* [EXERCISE BRIEF]: Lift every line from the entries that includes the word "quiet".
━━━ SUPPLIED DATA
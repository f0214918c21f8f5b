//! PathFinder CLI - Command line interface for the weighted graph service

use std::path::PathBuf;
use std::sync::Arc;

use clap::{Parser, Subcommand};
use tracing_subscriber::{fmt, prelude::*, EnvFilter};

mod commands;
mod config;
mod output;

use commands::{completions, config as config_cmd, edge, node, query, seed, serve};
use config::{Backend, Config};
use output::OutputFormat;
use pathfinder_core::{Node, NodeId};
use pathfinder_storage::{MemoryStorage, StorageBackend};

#[derive(Parser)]
#[command(name = "pathfinder")]
#[command(author, version, about = "Weighted directed graph store with BFS and shortest paths")]
pub struct Cli {
    /// Data directory
    #[arg(short, long, env = "PATHFINDER_DATA_DIR", global = true)]
    pub data_dir: Option<PathBuf>,

    /// Storage backend (overrides the config file)
    #[arg(short, long, value_enum, global = true)]
    pub backend: Option<Backend>,

    /// Output format
    #[arg(short, long, value_enum, default_value_t = OutputFormat::Table, global = true)]
    pub format: OutputFormat,

    /// Verbosity level (-v, -vv, -vvv)
    #[arg(short, long, action = clap::ArgAction::Count, global = true)]
    pub verbose: u8,

    /// Suppress output except errors
    #[arg(short, long, global = true)]
    pub quiet: bool,

    #[command(subcommand)]
    pub command: Commands,
}

#[derive(Subcommand)]
pub enum Commands {
    /// Manage nodes
    Node(node::NodeArgs),
    /// Manage edges
    Edge(edge::EdgeArgs),
    /// Breadth-first traversal from a node
    Bfs(query::BfsArgs),
    /// Shortest path between two nodes
    Path(query::PathArgs),
    /// Load nodes and edges from CSV files
    Seed(seed::SeedArgs),
    /// Start the HTTP API
    Serve(serve::ServeArgs),
    /// Manage configuration
    Config(config_cmd::ConfigArgs),
    /// Generate shell completions
    Completions(completions::CompletionsArgs),
}

/// Application context with storage backend
pub struct AppContext {
    pub storage: Arc<dyn StorageBackend>,
    pub config: Config,
    pub format: OutputFormat,
    pub quiet: bool,
}

impl AppContext {
    pub async fn new(cli: &Cli, config: Config) -> anyhow::Result<Self> {
        let data_dir = cli.data_dir.clone().unwrap_or_else(|| config.data_dir());
        let backend = cli.backend.unwrap_or(config.backend);

        let storage = open_storage(backend, &data_dir)?;
        storage.initialize().await?;

        Ok(Self {
            storage,
            config,
            format: cli.format,
            quiet: cli.quiet,
        })
    }

    /// Print a line unless `--quiet` was given
    pub fn say(&self, message: impl AsRef<str>) {
        if !self.quiet {
            println!("{}", message.as_ref());
        }
    }

    /// Resolve a node given by id or by name
    ///
    /// A numeric reference that matches no id is retried as a name, so
    /// nodes named like numbers stay reachable.
    pub async fn find_node(&self, reference: &str) -> anyhow::Result<Option<Node>> {
        if let Ok(id) = reference.parse::<NodeId>() {
            if let Some(node) = self.storage.get_node(id).await? {
                return Ok(Some(node));
            }
        }
        Ok(self.storage.get_node_by_name(reference.trim()).await?)
    }

    /// Like [`find_node`](Self::find_node), failing when nothing matches
    pub async fn require_node(&self, reference: &str) -> anyhow::Result<Node> {
        self.find_node(reference)
            .await?
            .ok_or_else(|| anyhow::anyhow!("Node '{}' not found", reference))
    }

    /// Id to hand to a query; unknown numeric ids pass through
    pub async fn query_node_id(&self, reference: &str) -> anyhow::Result<NodeId> {
        if let Some(node) = self.find_node(reference).await? {
            return Ok(node.id);
        }
        match reference.parse::<NodeId>() {
            Ok(id) => Ok(id),
            Err(_) => anyhow::bail!("Node '{}' not found", reference),
        }
    }
}

fn open_storage(
    backend: Backend,
    data_dir: &std::path::Path,
) -> anyhow::Result<Arc<dyn StorageBackend>> {
    let storage: Arc<dyn StorageBackend> = match backend {
        Backend::Memory => {
            tracing::debug!("Using in-memory storage");
            Arc::new(MemoryStorage::new())
        }
        #[cfg(feature = "redb")]
        Backend::Redb => {
            std::fs::create_dir_all(data_dir)?;
            let db_path = data_dir.join("pathfinder.redb");
            tracing::debug!("Using database at: {:?}", db_path);
            Arc::new(pathfinder_storage::RedbStorage::open(&db_path)?)
        }
        #[cfg(feature = "sqlite")]
        Backend::Sqlite => {
            std::fs::create_dir_all(data_dir)?;
            let db_path = data_dir.join("pathfinder.db");
            tracing::debug!("Using database at: {:?}", db_path);
            Arc::new(pathfinder_storage::SqliteStorage::open(&db_path)?)
        }
        #[allow(unreachable_patterns)]
        other => anyhow::bail!("Backend '{}' is not enabled in this build", other),
    };
    Ok(storage)
}

#[tokio::main]
async fn main() -> anyhow::Result<()> {
    let cli = Cli::parse();

    // Set up logging based on verbosity
    let filter = match cli.verbose {
        0 if cli.quiet => "error",
        0 => "warn",
        1 => "info",
        2 => "debug",
        _ => "trace",
    };

    tracing_subscriber::registry()
        .with(fmt::layer().with_writer(std::io::stderr))
        .with(EnvFilter::try_from_default_env().unwrap_or_else(|_| filter.into()))
        .init();

    tracing::debug!("Starting pathfinder CLI");

    // Commands that never touch storage
    match &cli.command {
        Commands::Config(args) => return config_cmd::run(args),
        Commands::Completions(args) => return completions::run(args),
        _ => {}
    }

    let ctx = AppContext::new(&cli, Config::load()).await?;

    match &cli.command {
        Commands::Node(args) => node::run(args, &ctx).await?,
        Commands::Edge(args) => edge::run(args, &ctx).await?,
        Commands::Bfs(args) => query::run_bfs(args, &ctx).await?,
        Commands::Path(args) => query::run_path(args, &ctx).await?,
        Commands::Seed(args) => seed::run(args, &ctx).await?,
        Commands::Serve(args) => serve::run(args, &ctx).await?,
        Commands::Config(_) | Commands::Completions(_) => {}
    }

    ctx.storage.close().await?;
    Ok(())
}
━━━━━━
* [EXERCISE SOLUTION]:
    pub quiet: bool,
    pub quiet: bool,
            quiet: cli.quiet,
    /// Print a line unless `--quiet` was given
        if !self.quiet {
        0 if cli.quiet => "error",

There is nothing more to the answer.